As healing progresses, the wound and missing limb is going to feel odd. Amputees say it can really feel supersensitive and we’ve also heard of that thing called, “phantom pain”, where they can feel a residual pain from the fresh wound. There’s been immense trauma to the bones and the nerves, so they are going to have a phantom pain sometimes where, even though the foot is gone, they may feel like they’re having pain in their foot.

It takes a good 10 days before the wound is ready for them to try, what they call, an “interim prosthetic.” This is a temporary prosthetic that can help them begin to get back on their feet. Think about it… you lose a leg above the knee or even below the knee and you’ve lost a lot of tissue, a lot of muscle, a lot of weight. You’re going to have a lot of balance problems. One other thing that people talk about is how you’re going to have to put almost 80% of the workload on your surviving leg, if you have a surviving leg, to make up for the one that you lost.

The prosthetic will help an amputee balance, but they first have to learn to stand, then walk. They have to learn how to sit and how to get back up again. They have to learn how to do stairs; how to go up a ramp, down the ramp… things that we don’t even think about it.

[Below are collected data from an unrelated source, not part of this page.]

use serde::{Deserialize, Serialize};

/// Pan/zoom transform of an interactive view.
///
/// `scale` zooms the domain (horizontal) axis only; `offset_x`/`offset_y` are
/// logical-pixel translations applied before scaling.
#[derive(Debug, Clone, Copy, PartialEq, Serialize, Deserialize)]
#[serde(rename_all = "camelCase")]
pub struct ViewState {
    pub scale: f64,
    pub offset_x: f64,
    pub offset_y: f64,
}

impl Default for ViewState {
    fn default() -> Self {
        Self {
            scale: 1.0,
            offset_x: 0.0,
            offset_y: 0.0,
        }
    }
}

impl ViewState {
    #[must_use]
    pub const fn new(scale: f64, offset_x: f64, offset_y: f64) -> Self {
        Self {
            scale,
            offset_x,
            offset_y,
        }
    }

    /// Returns a copy translated by `(dx, dy)` logical pixels.
    #[must_use]
    pub fn translated(self, dx: f64, dy: f64) -> Self {
        Self {
            offset_x: self.offset_x + dx,
            offset_y: self.offset_y + dy,
            ..self
        }
    }

    #[must_use]
    pub fn with_scale(self, scale: f64) -> Self {
        Self { scale, ..self }
    }
}

/// Logical (CSS pixel) size of a host element's content box.
#[derive(Debug, Clone, Copy, PartialEq, Default, Serialize, Deserialize)]
pub struct LogicalSize {
    pub width: f64,
    pub height: f64,
}

impl LogicalSize {
    #[must_use]
    pub const fn new(width: f64, height: f64) -> Self {
        Self { width, height }
    }

    /// `true` once both dimensions are finite and non-zero.
    #[must_use]
    pub fn is_measured(self) -> bool {
        self.width.is_finite() && self.height.is_finite() && self.width > 0.0 && self.height > 0.0
    }
}

/// Physical pixel size of a backing buffer.
#[derive(Debug, Clone, Copy, PartialEq, Eq, Default, Serialize, Deserialize)]
pub struct BackingSize {
    pub width: u32,
    pub height: u32,
}

/// Measured drawing area and display density for one render pass.
#[derive(Debug, Clone, Copy, PartialEq, Serialize, Deserialize)]
#[serde(rename_all = "camelCase")]
pub struct PhysicalViewport {
    pub width: f64,
    pub height: f64,
    pub device_pixel_ratio: f64,
}

impl PhysicalViewport {
    /// Builds a viewport, replacing a missing or unusable ratio with `1`.
    #[must_use]
    pub fn new(size: LogicalSize, device_pixel_ratio: Option<f64>) -> Self {
        Self {
            width: size.width,
            height: size.height,
            device_pixel_ratio: resolve_device_pixel_ratio(device_pixel_ratio),
        }
    }

    #[must_use]
    pub fn logical_size(self) -> LogicalSize {
        LogicalSize::new(self.width, self.height)
    }

    #[must_use]
    pub fn is_valid(self) -> bool {
        self.logical_size().is_measured()
    }

    /// `floor(width * dpr) x floor(height * dpr)`.
    #[must_use]
    pub fn backing_size(self) -> BackingSize {
        BackingSize {
            width: to_pixel_count(self.width * self.device_pixel_ratio),
            height: to_pixel_count(self.height * self.device_pixel_ratio),
        }
    }
}

#[must_use]
pub fn resolve_device_pixel_ratio(device_pixel_ratio: Option<f64>) -> f64 {
    device_pixel_ratio
        .filter(|ratio| ratio.is_finite() && *ratio > 0.0)
        .unwrap_or(1.0)
        .max(1.0)
}

fn to_pixel_count(value: f64) -> u32 {
    if !value.is_finite() || value <= 0.0 {
        return 0;
    }
    value.floor().min(f64::from(u32::MAX)) as u32
}

/// One annotated half-open interval `[start, end)` on the domain axis.
#[derive(Debug, Clone, PartialEq, Serialize, Deserialize)]
pub struct GenomeFeature {
    #[serde(default, skip_serializing_if = "Option::is_none")]
    pub id: Option<String>,
    pub start: f64,
    pub end: f64,
    #[serde(default, skip_serializing_if = "Option::is_none")]
    pub name: Option<String>,
    #[serde(default, skip_serializing_if = "Option::is_none")]
    pub label: Option<String>,
    #[serde(default, skip_serializing_if = "Option::is_none")]
    pub color: Option<String>,
}

impl GenomeFeature {
    #[must_use]
    pub fn new(start: f64, end: f64) -> Self {
        Self {
            id: None,
            start,
            end,
            name: None,
            label: None,
            color: None,
        }
    }

    #[must_use]
    pub fn with_id(mut self, id: impl Into<String>) -> Self {
        self.id = Some(id.into());
        self
    }

    #[must_use]
    pub fn with_label(mut self, label: impl Into<String>) -> Self {
        self.label = Some(label.into());
        self
    }

    #[must_use]
    pub fn with_name(mut self, name: impl Into<String>) -> Self {
        self.name = Some(name.into());
        self
    }

    #[must_use]
    pub fn with_color(mut self, color: impl Into<String>) -> Self {
        self.color = Some(color.into());
        self
    }

    /// Returns `(min, max)` of the endpoints, or `None` when either is not finite.
    #[must_use]
    pub fn normalized_interval(&self) -> Option<(f64, f64)> {
        if !self.start.is_finite() || !self.end.is_finite() {
            return None;
        }
        Some((self.start.min(self.end), self.start.max(self.end)))
    }

    /// Text used to identify the feature: label, then name, then id.
    #[must_use]
    pub fn display_text(&self) -> Option<&str> {
        self.label
            .as_deref()
            .or(self.name.as_deref())
            .or(self.id.as_deref())
    }

    /// Text of the feature's label chip: label, then id, then name, skipping
    /// empty strings.
    #[must_use]
    pub fn chip_text(&self) -> Option<&str> {
        [&self.label, &self.id, &self.name]
            .into_iter()
            .filter_map(|text| text.as_deref())
            .find(|text| !text.is_empty())
    }
}

/// Ordered group of features sharing one visual lane.
#[derive(Debug, Clone, PartialEq, Serialize, Deserialize)]
pub struct GenomeTrack {
    pub id: String,
    #[serde(default, skip_serializing_if = "Option::is_none")]
    pub name: Option<String>,
    #[serde(default, skip_serializing_if = "Option::is_none")]
    pub height: Option<f64>,
    #[serde(default)]
    pub features: Vec<GenomeFeature>,
}

impl GenomeTrack {
    #[must_use]
    pub fn new(id: impl Into<String>) -> Self {
        Self {
            id: id.into(),
            name: None,
            height: None,
            features: Vec::new(),
        }
    }

    #[must_use]
    pub fn with_name(mut self, name: impl Into<String>) -> Self {
        self.name = Some(name.into());
        self
    }

    #[must_use]
    pub fn with_height(mut self, height: f64) -> Self {
        self.height = Some(height);
        self
    }

    #[must_use]
    pub fn with_feature(mut self, feature: GenomeFeature) -> Self {
        self.features.push(feature);
        self
    }

    #[must_use]
    pub fn display_name(&self) -> &str {
        self.name.as_deref().unwrap_or(&self.id)
    }
}

/// Tracks laid out over a linear coordinate space `0..length`.
#[derive(Debug, Clone, PartialEq, Default, Serialize, Deserialize)]
pub struct GenomeDataset {
    pub length: f64,
    #[serde(default)]
    pub tracks: Vec<GenomeTrack>,
}

impl GenomeDataset {
    #[must_use]
    pub fn new(length: f64) -> Self {
        Self {
            length,
            tracks: Vec::new(),
        }
    }

    #[must_use]
    pub fn with_track(mut self, track: GenomeTrack) -> Self {
        self.tracks.push(track);
        self
    }

    /// Addressable span, never below `1`.
    #[must_use]
    pub fn domain_length(&self) -> f64 {
        clamp_domain_length(self.length)
    }

    #[must_use]
    pub fn feature_count(&self) -> usize {
        self.tracks.iter().map(|track| track.features.len()).sum()
    }
}

#[must_use]
pub fn clamp_domain_length(length: f64) -> f64 {
    if length.is_finite() { length.max(1.0) } else { 1.0 }
}

/// Domain interval framed by focus-fit, `0 <= start <= end <= domain_length`.
#[derive(Debug, Clone, Copy, PartialEq, Serialize, Deserialize)]
pub struct FocusRange {
    pub start: f64,
    pub end: f64,
}

impl FocusRange {
    #[must_use]
    pub fn span(self) -> f64 {
        self.end - self.start
    }

    #[must_use]
    pub fn center(self) -> f64 {
        (self.start + self.end) / 2.0
    }
}

#[cfg(test)]
mod tests {
    use super::{GenomeFeature, LogicalSize, PhysicalViewport, ViewState};

    #[test]
    fn backing_size_floors_scaled_dimensions() {
        let viewport = PhysicalViewport::new(LogicalSize::new(300.5, 150.25), Some(2.0));
        let backing = viewport.backing_size();
        assert_eq!(backing.width, 601);
        assert_eq!(backing.height, 300);
    }

    #[test]
    fn unusable_device_pixel_ratio_falls_back_to_one() {
        for ratio in [None, Some(0.0), Some(-2.0), Some(f64::NAN), Some(f64::INFINITY)] {
            let viewport = PhysicalViewport::new(LogicalSize::new(10.0, 10.0), ratio);
            assert_eq!(viewport.device_pixel_ratio, 1.0);
        }
    }

    #[test]
    fn translated_keeps_scale() {
        let view = ViewState::new(2.5, 10.0, -4.0).translated(3.0, 4.0);
        assert_eq!(view, ViewState::new(2.5, 13.0, 0.0));
    }

    #[test]
    fn feature_display_text_prefers_label_then_name_then_id() {
        let feature = GenomeFeature::new(0.0, 1.0).with_id("f1");
        assert_eq!(feature.display_text(), Some("f1"));
        let feature = feature.with_name("named");
        assert_eq!(feature.display_text(), Some("named"));
        let feature = feature.with_label("P-01");
        assert_eq!(feature.display_text(), Some("P-01"));
    }

    #[test]
    fn chip_text_prefers_label_then_id_then_name() {
        let feature = GenomeFeature::new(0.0, 1.0).with_name("named");
        assert_eq!(feature.chip_text(), Some("named"));
        let feature = feature.with_id("f1");
        assert_eq!(feature.chip_text(), Some("f1"));
        let feature = feature.with_label("");
        assert_eq!(feature.chip_text(), Some("f1"));
        let feature = feature.with_label("P-01");
        assert_eq!(feature.chip_text(), Some("P-01"));
        assert_eq!(GenomeFeature::new(0.0, 1.0).with_id("").chip_text(), None);
    }

    #[test]
    fn reversed_interval_is_normalized() {
        let feature = GenomeFeature::new(90.0, 10.0);
        assert_eq!(feature.normalized_interval(), Some((10.0, 90.0)));
        assert_eq!(GenomeFeature::new(f64::NAN, 1.0).normalized_interval(), None);
    }
}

Amputees can go back to swimming and jogging, even mountain climbing. With a special type of prosthesis, they can do almost unlimited things. But, the truth of it is, this doesn’t happen overnight and it takes many, many months and sometimes, even years for them to get comfortable enough with their prosthetic to where they can get back to that full life. The rule of thumb is that it’s going to take these amputees about six months to become really independent, not only with caring for their prosthesis, but of course with all the mobility that they need to be trained, once again, to do.

Emotional recovery from this kind of traumatic accident or amputation is also a factor. As you can imagine, there’s a huge grieving process that goes on. An amputee will grieve the loss of life as they knew it, they grieve the loss of independence. Imagine needing to ask someone for help to take a shower or get dressed or all those little things that we take for granted. Then there are the feelings that would come along with feeling inadequate. I’m sure these people worry if they’re in a relationship, will they be rejected for this? How will they be treated? How will the people on the streets look at them? Will they be treated differently at work?

Some amputees have said that what carries them through this trauma is their faith, the hope they have, and the caring and loving people they surround themselves with. Most especially, they say, when they had this traumatic amputation they decided that they need to go on and find their life purpose, so that they can live the life they are meant to live.